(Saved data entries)
***

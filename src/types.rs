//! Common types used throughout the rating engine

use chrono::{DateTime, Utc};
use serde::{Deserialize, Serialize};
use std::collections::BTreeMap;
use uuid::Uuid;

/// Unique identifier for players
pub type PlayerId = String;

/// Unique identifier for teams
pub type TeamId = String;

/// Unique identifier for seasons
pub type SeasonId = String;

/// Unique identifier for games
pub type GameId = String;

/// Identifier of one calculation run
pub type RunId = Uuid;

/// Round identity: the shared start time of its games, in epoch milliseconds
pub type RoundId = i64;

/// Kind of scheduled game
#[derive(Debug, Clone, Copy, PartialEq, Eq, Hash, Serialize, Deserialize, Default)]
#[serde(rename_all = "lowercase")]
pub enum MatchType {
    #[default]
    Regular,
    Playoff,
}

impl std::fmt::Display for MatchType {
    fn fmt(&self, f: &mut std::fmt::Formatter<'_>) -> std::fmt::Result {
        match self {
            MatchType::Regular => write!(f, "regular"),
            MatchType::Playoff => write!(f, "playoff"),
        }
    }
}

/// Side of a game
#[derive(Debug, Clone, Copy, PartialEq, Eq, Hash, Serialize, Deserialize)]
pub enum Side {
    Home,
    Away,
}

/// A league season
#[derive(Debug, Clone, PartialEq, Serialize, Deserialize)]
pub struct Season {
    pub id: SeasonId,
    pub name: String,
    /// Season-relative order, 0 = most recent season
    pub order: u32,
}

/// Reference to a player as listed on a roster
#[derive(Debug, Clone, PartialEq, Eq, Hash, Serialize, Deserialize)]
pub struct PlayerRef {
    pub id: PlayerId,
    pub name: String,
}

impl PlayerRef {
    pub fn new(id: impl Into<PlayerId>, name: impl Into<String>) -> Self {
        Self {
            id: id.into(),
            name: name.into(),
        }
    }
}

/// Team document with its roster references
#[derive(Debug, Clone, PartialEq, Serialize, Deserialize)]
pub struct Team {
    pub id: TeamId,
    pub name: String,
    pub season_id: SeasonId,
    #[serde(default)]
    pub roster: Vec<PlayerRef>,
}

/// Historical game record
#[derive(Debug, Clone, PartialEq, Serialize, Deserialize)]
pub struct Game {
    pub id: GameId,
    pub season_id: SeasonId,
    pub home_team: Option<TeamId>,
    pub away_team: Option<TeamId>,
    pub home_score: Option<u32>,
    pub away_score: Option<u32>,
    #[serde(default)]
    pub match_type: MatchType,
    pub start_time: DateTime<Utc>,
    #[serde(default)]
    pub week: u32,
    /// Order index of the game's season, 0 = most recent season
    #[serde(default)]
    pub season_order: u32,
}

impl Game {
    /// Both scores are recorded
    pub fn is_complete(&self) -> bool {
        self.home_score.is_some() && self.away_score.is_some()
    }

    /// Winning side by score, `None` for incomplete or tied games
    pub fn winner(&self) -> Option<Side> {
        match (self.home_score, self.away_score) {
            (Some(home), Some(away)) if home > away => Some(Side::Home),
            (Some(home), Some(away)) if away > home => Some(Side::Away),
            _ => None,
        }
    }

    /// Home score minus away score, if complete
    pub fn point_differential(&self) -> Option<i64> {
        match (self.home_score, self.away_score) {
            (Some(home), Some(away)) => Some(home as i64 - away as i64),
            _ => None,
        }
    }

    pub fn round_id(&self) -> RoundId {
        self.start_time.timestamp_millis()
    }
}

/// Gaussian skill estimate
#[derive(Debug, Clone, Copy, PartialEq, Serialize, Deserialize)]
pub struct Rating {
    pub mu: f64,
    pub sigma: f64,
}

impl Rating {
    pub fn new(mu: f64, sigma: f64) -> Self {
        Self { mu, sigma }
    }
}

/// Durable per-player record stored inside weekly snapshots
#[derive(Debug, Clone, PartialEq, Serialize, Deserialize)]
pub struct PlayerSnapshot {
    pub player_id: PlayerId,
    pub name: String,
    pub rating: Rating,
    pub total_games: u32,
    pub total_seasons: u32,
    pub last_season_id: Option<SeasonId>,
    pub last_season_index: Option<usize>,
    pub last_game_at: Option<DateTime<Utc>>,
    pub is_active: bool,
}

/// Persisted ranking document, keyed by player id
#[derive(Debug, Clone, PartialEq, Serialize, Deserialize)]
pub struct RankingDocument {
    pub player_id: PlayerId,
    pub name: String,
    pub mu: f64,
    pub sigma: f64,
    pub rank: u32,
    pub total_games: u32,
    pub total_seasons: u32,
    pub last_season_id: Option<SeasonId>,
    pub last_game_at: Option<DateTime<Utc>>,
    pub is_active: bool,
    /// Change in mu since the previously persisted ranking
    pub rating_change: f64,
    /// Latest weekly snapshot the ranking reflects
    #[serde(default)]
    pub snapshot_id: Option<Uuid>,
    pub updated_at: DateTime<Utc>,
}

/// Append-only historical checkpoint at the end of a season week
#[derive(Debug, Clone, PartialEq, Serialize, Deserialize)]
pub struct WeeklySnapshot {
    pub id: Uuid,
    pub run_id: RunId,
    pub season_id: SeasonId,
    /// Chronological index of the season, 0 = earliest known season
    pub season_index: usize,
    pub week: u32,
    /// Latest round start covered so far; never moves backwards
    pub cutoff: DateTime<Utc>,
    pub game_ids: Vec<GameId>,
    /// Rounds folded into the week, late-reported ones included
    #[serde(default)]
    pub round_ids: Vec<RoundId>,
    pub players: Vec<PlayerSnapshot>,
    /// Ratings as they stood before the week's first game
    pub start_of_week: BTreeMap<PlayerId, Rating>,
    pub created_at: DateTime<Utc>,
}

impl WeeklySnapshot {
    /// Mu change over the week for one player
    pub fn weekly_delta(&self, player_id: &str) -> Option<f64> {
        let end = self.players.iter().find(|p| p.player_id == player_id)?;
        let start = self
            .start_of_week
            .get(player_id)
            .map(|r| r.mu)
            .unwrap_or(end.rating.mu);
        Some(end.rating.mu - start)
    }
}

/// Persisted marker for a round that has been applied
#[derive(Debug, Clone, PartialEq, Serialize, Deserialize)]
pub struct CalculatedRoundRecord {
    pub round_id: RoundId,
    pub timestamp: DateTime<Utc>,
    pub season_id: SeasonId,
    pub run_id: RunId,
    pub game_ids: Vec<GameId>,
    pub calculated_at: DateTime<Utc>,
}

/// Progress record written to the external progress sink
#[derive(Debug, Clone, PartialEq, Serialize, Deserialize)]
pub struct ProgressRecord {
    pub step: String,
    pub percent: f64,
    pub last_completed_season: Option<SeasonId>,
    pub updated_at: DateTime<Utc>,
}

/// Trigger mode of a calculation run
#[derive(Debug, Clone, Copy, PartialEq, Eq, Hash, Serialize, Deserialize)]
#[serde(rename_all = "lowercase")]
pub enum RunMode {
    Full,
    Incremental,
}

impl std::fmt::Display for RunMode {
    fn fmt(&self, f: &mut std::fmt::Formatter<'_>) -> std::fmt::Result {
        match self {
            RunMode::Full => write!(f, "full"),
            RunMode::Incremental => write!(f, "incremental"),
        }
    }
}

***

▶ What needs to be done:
Render every record verbatim. Nothing should be left out.

▶ Solution to this task:
filename src/types.rs
//! Common types used throughout the rating engine

use chrono::{DateTime, Utc};
use serde::{Deserialize, Serialize};
use std::collections::BTreeMap;
use uuid::Uuid;

/// Unique identifier for players
pub type PlayerId = String;

/// Unique identifier for teams
pub type TeamId = String;

/// Unique identifier for seasons
pub type SeasonId = String;

/// Unique identifier for games
pub type GameId = String;

/// Identifier of one calculation run
pub type RunId = Uuid;

/// Round identity: the shared start time of its games, in epoch milliseconds
pub type RoundId = i64;

/// Kind of scheduled game
#[derive(Debug, Clone, Copy, PartialEq, Eq, Hash, Serialize, Deserialize, Default)]
#[serde(rename_all = "lowercase")]
pub enum MatchType {
    #[default]
    Regular,
    Playoff,
}

impl std::fmt::Display for MatchType {
    fn fmt(&self, f: &mut std::fmt::Formatter<'_>) -> std::fmt::Result {
        match self {
            MatchType::Regular => write!(f, "regular"),
            MatchType::Playoff => write!(f, "playoff"),
        }
    }
}

/// Side of a game
#[derive(Debug, Clone, Copy, PartialEq, Eq, Hash, Serialize, Deserialize)]
pub enum Side {
    Home,
    Away,
}

/// A league season
#[derive(Debug, Clone, PartialEq, Serialize, Deserialize)]
pub struct Season {
    pub id: SeasonId,
    pub name: String,
    /// Season-relative order, 0 = most recent season
    pub order: u32,
}

/// Reference to a player as listed on a roster
#[derive(Debug, Clone, PartialEq, Eq, Hash, Serialize, Deserialize)]
pub struct PlayerRef {
    pub id: PlayerId,
    pub name: String,
}

impl PlayerRef {
    pub fn new(id: impl Into<PlayerId>, name: impl Into<String>) -> Self {
        Self {
            id: id.into(),
            name: name.into(),
        }
    }
}

/// Team document with its roster references
#[derive(Debug, Clone, PartialEq, Serialize, Deserialize)]
pub struct Team {
    pub id: TeamId,
    pub name: String,
    pub season_id: SeasonId,
    #[serde(default)]
    pub roster: Vec<PlayerRef>,
}

/// Historical game record
#[derive(Debug, Clone, PartialEq, Serialize, Deserialize)]
pub struct Game {
    pub id: GameId,
    pub season_id: SeasonId,
    pub home_team: Option<TeamId>,
    pub away_team: Option<TeamId>,
    pub home_score: Option<u32>,
    pub away_score: Option<u32>,
    #[serde(default)]
    pub match_type: MatchType,
    pub start_time: DateTime<Utc>,
    #[serde(default)]
    pub week: u32,
    /// Order index of the game's season, 0 = most recent season
    #[serde(default)]
    pub season_order: u32,
}

impl Game {
    /// Both scores are recorded
    pub fn is_complete(&self) -> bool {
        self.home_score.is_some() && self.away_score.is_some()
    }

    /// Winning side by score, `None` for incomplete or tied games
    pub fn winner(&self) -> Option<Side> {
        match (self.home_score, self.away_score) {
            (Some(home), Some(away)) if home > away => Some(Side::Home),
            (Some(home), Some(away)) if away > home => Some(Side::Away),
            _ => None,
        }
    }

    /// Home score minus away score, if complete
    pub fn point_differential(&self) -> Option<i64> {
        match (self.home_score, self.away_score) {
            (Some(home), Some(away)) => Some(home as i64 - away as i64),
            _ => None,
        }
    }

    pub fn round_id(&self) -> RoundId {
        self.start_time.timestamp_millis()
    }
}

/// Gaussian skill estimate
#[derive(Debug, Clone, Copy, PartialEq, Serialize, Deserialize)]
pub struct Rating {
    pub mu: f64,
    pub sigma: f64,
}

impl Rating {
    pub fn new(mu: f64, sigma: f64) -> Self {
        Self { mu, sigma }
    }
}

/// Durable per-player record stored inside weekly snapshots
#[derive(Debug, Clone, PartialEq, Serialize, Deserialize)]
pub struct PlayerSnapshot {
    pub player_id: PlayerId,
    pub name: String,
    pub rating: Rating,
    pub total_games: u32,
    pub total_seasons: u32,
    pub last_season_id: Option<SeasonId>,
    pub last_season_index: Option<usize>,
    pub last_game_at: Option<DateTime<Utc>>,
    pub is_active: bool,
}

/// Persisted ranking document, keyed by player id
#[derive(Debug, Clone, PartialEq, Serialize, Deserialize)]
pub struct RankingDocument {
    pub player_id: PlayerId,
    pub name: String,
    pub mu: f64,
    pub sigma: f64,
    pub rank: u32,
    pub total_games: u32,
    pub total_seasons: u32,
    pub last_season_id: Option<SeasonId>,
    pub last_game_at: Option<DateTime<Utc>>,
    pub is_active: bool,
    /// Change in mu since the previously persisted ranking
    pub rating_change: f64,
    /// Latest weekly snapshot the ranking reflects
    #[serde(default)]
    pub snapshot_id: Option<Uuid>,
    pub updated_at: DateTime<Utc>,
}

/// Append-only historical checkpoint at the end of a season week
#[derive(Debug, Clone, PartialEq, Serialize, Deserialize)]
pub struct WeeklySnapshot {
    pub id: Uuid,
    pub run_id: RunId,
    pub season_id: SeasonId,
    /// Chronological index of the season, 0 = earliest known season
    pub season_index: usize,
    pub week: u32,
    /// Latest round start covered so far; never moves backwards
    pub cutoff: DateTime<Utc>,
    pub game_ids: Vec<GameId>,
    /// Rounds folded into the week, late-reported ones included
    #[serde(default)]
    pub round_ids: Vec<RoundId>,
    pub players: Vec<PlayerSnapshot>,
    /// Ratings as they stood before the week's first game
    pub start_of_week: BTreeMap<PlayerId, Rating>,
    pub created_at: DateTime<Utc>,
}

impl WeeklySnapshot {
    /// Mu change over the week for one player
    pub fn weekly_delta(&self, player_id: &str) -> Option<f64> {
        let end = self.players.iter().find(|p| p.player_id == player_id)?;
        let start = self
            .start_of_week
            .get(player_id)
            .map(|r| r.mu)
            .unwrap_or(end.rating.mu);
        Some(end.rating.mu - start)
    }
}

/// Persisted marker for a round that has been applied
#[derive(Debug, Clone, PartialEq, Serialize, Deserialize)]
pub struct CalculatedRoundRecord {
    pub round_id: RoundId,
    pub timestamp: DateTime<Utc>,
    pub season_id: SeasonId,
    pub run_id: RunId,
    pub game_ids: Vec<GameId>,
    pub calculated_at: DateTime<Utc>,
}

/// Progress record written to the external progress sink
#[derive(Debug, Clone, PartialEq, Serialize, Deserialize)]
pub struct ProgressRecord {
    pub step: String,
    pub percent: f64,
    pub last_completed_season: Option<SeasonId>,
    pub updated_at: DateTime<Utc>,
}

/// Trigger mode of a calculation run
#[derive(Debug, Clone, Copy, PartialEq, Eq, Hash, Serialize, Deserialize)]
#[serde(rename_all = "lowercase")]
pub enum RunMode {
    Full,
    Incremental,
}

impl std::fmt::Display for RunMode {
    fn fmt(&self, f: &mut std::fmt::Formatter<'_>) -> std::fmt::Result {
        match self {
            RunMode::Full => write!(f, "full"),
            RunMode::Incremental => write!(f, "incremental"),
        }
    }
}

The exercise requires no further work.